Piquillín
Condalia microphylla
| Familia | Rhamnaceae |
| Género | Condalia |
| Especie | microphylla |
Descripción e Información Regional
Si hay un arbusto que despierta sonrisas y recuerdos en cualquiera que haya crecido o caminado por nuestros cerros, ese es el «Piquillín». Su nombre científico oficial es Condalia microphylla.
🌵 Descripción física
Porte y aspecto: Es un arbusto nativo, perenne, de porte mediano (suele medir entre 1 y 2,5 metros de altura), con un aspecto sumamente enmarañado, denso y ramificado desde la base. Sus ramas son leñosas, rígidas, de corteza grisácea y terminan en espinas cortas pero extremadamente agudas.
Hojas: Sus hojas son verdaderas miniaturas (de ahí el término microphylla, que significa «hoja pequeña»).
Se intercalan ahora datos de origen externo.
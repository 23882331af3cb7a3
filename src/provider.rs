//! Outbound client for the SMS code delivery provider.
//!
//! The provider speaks a minimal GET protocol: one fixed endpoint,
//! parameterized by a number's access token, answering with the latest code
//! as a plain-text body or an empty body when nothing has arrived yet. The
//! trait boundary exists so the engine can be exercised against a stub in
//! tests and so the HTTP client stays swappable.

use std::time::Duration;

use async_trait::async_trait;
use thiserror::Error;
use tracing::instrument;
use url::Url;

#[derive(Error, Debug)]
pub enum ProviderError {
    #[error("delivery request failed: {0}")]
    Transport(#[from] reqwest::Error),

    #[error("delivery endpoint returned status {0}")]
    Status(reqwest::StatusCode),

    #[error("invalid delivery endpoint url: {0}")]
    Url(#[from] url::ParseError),
}

#[async_trait]
pub trait CodeProvider: Send + Sync {
    /// Fetch the current code for a number. `Ok(None)` means the provider is
    /// reachable but has no code for this token yet.
    async fn fetch_code(&self, access_token: &str) -> Result<Option<String>, ProviderError>;
}

/// Production provider client with a bounded request timeout.
pub struct HttpCodeProvider {
    client: reqwest::Client,
    base_url: Url,
}

impl HttpCodeProvider {
    pub fn new(base_url: Url, timeout: Duration) -> Result<Self, ProviderError> {
        let client = reqwest::Client::builder().timeout(timeout).build()?;
        Ok(Self { client, base_url })
    }
}

#[async_trait]
impl CodeProvider for HttpCodeProvider {
    #[instrument(skip_all, err)]
    async fn fetch_code(&self, access_token: &str) -> Result<Option<String>, ProviderError> {
        // The provider routes on a `gs=<token>` path segment, not a query string.
        let url = self.base_url.join(&format!("gs={access_token}"))?;

        let response = self.client.get(url).send().await?;
        let status = response.status();
        if !status.is_success() {
            return Err(ProviderError::Status(status));
        }

        let body = response.text().await?;
        let code = body.trim();
        if code.is_empty() {
            Ok(None)
        } else {
            Ok(Some(code.to_string()))
        }
    }
}
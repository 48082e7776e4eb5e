//! Digest: size-dependent multiplicative string fingerprint.

/// Odd multiplier used for the rolling primary hash.
pub const MIX_A: u64 = 1_111_111_111_111_111_111;

/// Multiply by `MIX_A` and keep the top `size_bits` bits.
#[inline]
pub(crate) fn mix_a(x: u64, size_bits: u32) -> u64 {
    debug_assert!((1..=64).contains(&size_bits));
    x.wrapping_mul(MIX_A) >> (64 - size_bits)
}

/// Compute the primary digest of `key` for a table of `2^size_bits` slots.
///
/// The result depends on `size_bits`; entries must be re-digested whenever
/// the table changes size. Bytes are folded in as unsigned values.
pub fn digest(key: &[u8], size_bits: u32) -> u64 {
    let acc = key
        .iter()
        .fold(0u64, |acc, b| mix_a(acc, size_bits).wrapping_add(u64::from(*b)));
    mix_a(acc, size_bits)
}
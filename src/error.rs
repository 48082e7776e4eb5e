//! Error types.

use std::path::PathBuf;
use thiserror::Error;

/// The counter could not grow far enough to place a key.
#[derive(Error, Debug, Clone, Copy, PartialEq, Eq)]
pub enum GrowthError {
    /// Growing again would reach the configured size-bits ceiling.
    #[error("table is too large: size bits {size_bits}")]
    TableTooLarge { size_bits: u32 },
}

/// Rejected sizing parameters.
#[derive(Error, Debug, Clone, Copy, PartialEq, Eq)]
pub enum ConfigError {
    #[error("initial size bits must be at least 1, got {0}")]
    InitialBitsTooSmall(u32),

    #[error("size bits limit {limit} must exceed initial size bits {initial}")]
    LimitNotAboveInitial { initial: u32, limit: u32 },

    #[error("size bits limit {limit} exceeds the maximum of {max}")]
    LimitTooLarge { limit: u32, max: u32 },
}

/// Errors surfaced by the counting driver.
#[derive(Error, Debug)]
pub enum CountError {
    #[error("failed to open {}", path.display())]
    Open {
        path: PathBuf,
        #[source]
        source: std::io::Error,
    },

    #[error("failed to read {}", path.display())]
    Read {
        path: PathBuf,
        #[source]
        source: std::io::Error,
    },

    #[error("failed to write counts")]
    Write(#[source] std::io::Error),

    #[error(transparent)]
    Growth(#[from] GrowthError),

    #[error(transparent)]
    Config(#[from] ConfigError),
}
//! ProbeSequence: double-hashing slot candidates derived from a digest.

/// Odd multiplier used for the secondary (probe) hash.
pub const MIX_B: u64 = 9_999_999_997_777_777_333;

#[inline]
fn mix_b(x: u64, size_bits: u32) -> u64 {
    debug_assert!((1..=64).contains(&size_bits));
    x.wrapping_mul(MIX_B) >> (64 - size_bits)
}

/// Slot index for probe `attempt` of `digest` in a table of `2^size_bits` slots.
#[inline]
pub fn probe(digest: u64, attempt: u32, size_bits: u32) -> usize {
    mix_b(digest.wrapping_add(u64::from(attempt)), size_bits) as usize
}

/// Iterator over the `probe_limit + 1` candidate slots of one digest,
/// in attempt order.
#[derive(Clone, Debug)]
pub struct ProbeSequence {
    digest: u64,
    size_bits: u32,
    attempt: u32,
    probe_limit: u32,
    done: bool,
}

impl ProbeSequence {
    pub fn new(digest: u64, size_bits: u32, probe_limit: u32) -> Self {
        Self {
            digest,
            size_bits,
            attempt: 0,
            probe_limit,
            done: false,
        }
    }
}

impl Iterator for ProbeSequence {
    type Item = usize;

    #[inline]
    fn next(&mut self) -> Option<usize> {
        if self.done {
            return None;
        }
        let idx = probe(self.digest, self.attempt, self.size_bits);
        if self.attempt == self.probe_limit {
            self.done = true;
        } else {
            self.attempt += 1;
        }
        Some(idx)
    }

    fn size_hint(&self) -> (usize, Option<usize>) {
        let n = if self.done {
            0
        } else {
            (self.probe_limit - self.attempt) as usize + 1
        };
        (n, Some(n))
    }
}

impl ExactSizeIterator for ProbeSequence {}
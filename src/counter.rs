//! TokenCounter: owns the live `Table` and grows it when probing runs out.

use crate::config::CounterConfig;
use crate::error::{ConfigError, GrowthError};
use crate::table::{Entries, Table, Upsert};
use tracing::{debug, warn};

/// Successful outcome of [`TokenCounter::record`].
#[derive(Copy, Clone, Debug, Eq, PartialEq)]
pub enum Recorded {
    Inserted,
    Incremented,
}

#[derive(Debug)]
pub struct TokenCounter {
    table: Table,
    size_bits_limit: u32,
    growths: u32,
    total: u64,
}

impl TokenCounter {
    /// Counter with the default sizing (`2^21` slots, limit 22, 10 probes).
    pub fn new() -> Self {
        let config = CounterConfig::default();
        Self {
            table: Table::new(config.initial_size_bits, config.probe_limit),
            size_bits_limit: config.size_bits_limit,
            growths: 0,
            total: 0,
        }
    }

    pub fn with_config(config: CounterConfig) -> Result<Self, ConfigError> {
        config.validate()?;
        Ok(Self {
            table: Table::new(config.initial_size_bits, config.probe_limit),
            size_bits_limit: config.size_bits_limit,
            growths: 0,
            total: 0,
        })
    }

    /// Count one occurrence of `key`, growing the table as needed.
    ///
    /// Keys are raw bytes, so `&str`, `String`, `&[u8]` and `Vec<u8>` all
    /// work. On error the counter still holds exactly the counts recorded
    /// before this call; `key` itself was not counted.
    pub fn record<K>(&mut self, key: &K) -> Result<Recorded, GrowthError>
    where
        K: AsRef<[u8]> + ?Sized,
    {
        let key = key.as_ref();
        // One upsert per table size still reachable; each failed upsert
        // grows by at least one size bit.
        let sizes_left = self.size_bits_limit - self.table.size_bits();
        for _ in 0..sizes_left {
            match self.table.upsert(key) {
                Upsert::Inserted => {
                    self.total += 1;
                    return Ok(Recorded::Inserted);
                }
                Upsert::Incremented => {
                    self.total += 1;
                    return Ok(Recorded::Incremented);
                }
                Upsert::ProbeExhausted => self.grow()?,
            }
        }
        Err(GrowthError::TableTooLarge {
            size_bits: self.size_bits_limit,
        })
    }

    /// Replace the table with the smallest larger one that accepts every
    /// live entry.
    fn grow(&mut self) -> Result<(), GrowthError> {
        let from = self.table.size_bits();
        for bits in (from + 1)..self.size_bits_limit {
            match self.table.rehash(bits) {
                Some(next) => {
                    debug!(from, to = bits, entries = next.len(), "grew token table");
                    self.table = next;
                    self.growths += 1;
                    return Ok(());
                }
                None => warn!(from, to = bits, "rehash exhausted probes, trying a larger table"),
            }
        }
        Err(GrowthError::TableTooLarge {
            size_bits: self.size_bits_limit,
        })
    }

    /// Count for `key`, if it has been recorded.
    pub fn get<K>(&self, key: &K) -> Option<u64>
    where
        K: AsRef<[u8]> + ?Sized,
    {
        self.table.get(key.as_ref())
    }

    /// `(key, count)` pairs in table storage order.
    ///
    /// The order is not insertion order and is not sorted. It depends on the
    /// hash layout and changes whenever the table grows.
    pub fn entries(&self) -> Entries<'_> {
        self.table.entries()
    }

    /// Number of distinct keys.
    pub fn len(&self) -> usize {
        self.table.len()
    }
    pub fn is_empty(&self) -> bool {
        self.table.is_empty()
    }
    /// Sum of all counts.
    pub fn total(&self) -> u64 {
        self.total
    }
    pub fn size_bits(&self) -> u32 {
        self.table.size_bits()
    }
    pub fn size_bits_limit(&self) -> u32 {
        self.size_bits_limit
    }
    pub fn probe_limit(&self) -> u32 {
        self.table.probe_limit()
    }
    pub fn capacity(&self) -> usize {
        self.table.capacity()
    }
    /// Number of successful growth steps so far.
    pub fn growths(&self) -> u32 {
        self.growths
    }
}

impl Default for TokenCounter {
    fn default() -> Self {
        Self::new()
    }
}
Tienen forma de pequeña espátula, son duras, de un verde oscuro brillante y nacen agrupadas en ramilletes apretados que se resguardan detrás de las espinas.
Flores y frutos: Florece a comienzos de la primavera con flores diminutas, axilares (nacen donde la hoja se une al tallo) y de un color verde-amarillento que pasa casi desapercibido. Su gran espectáculo son los frutos: pequeñas bayas globosas, carnosas y brillantes que, al madurar en el verano, pueden ser de color rojo, morado oscuro o casi negro. El fruto al igual que el del piquillín negro es comestible, y es utilizado principalmente para hacer dulces (arrope). Con este fruto se fabrica tradicionalmente una especie de aguardiente. Respecto a su consumo fresco, el fruto silvestre del piquillín ya era consumido por los habitantes indígenas desde antes de la llegada de los españoles.
Rasgo distintivo: Su secreto infalible para reconocerlo en el campo es su follaje verde oscuro, tupido y sumamente espinoso que a mitad del verano se salpica por completo de esos «caramelitos» frutales rojos y negros. Si te pinchás los dedos para sacar una fruta deliciosa y crocante, estás ante un Piquillín.
☀️ Hábitat y hábitos
Ambientes: Es una especie marcadamente xerófila (adaptada a vivir con muy poca agua) y heliófila (amante del sol pleno). Prospera en laderas pedregosas, llanuras áridas, quebradas secas y es un componente fundamental de nuestros matorrales nativos.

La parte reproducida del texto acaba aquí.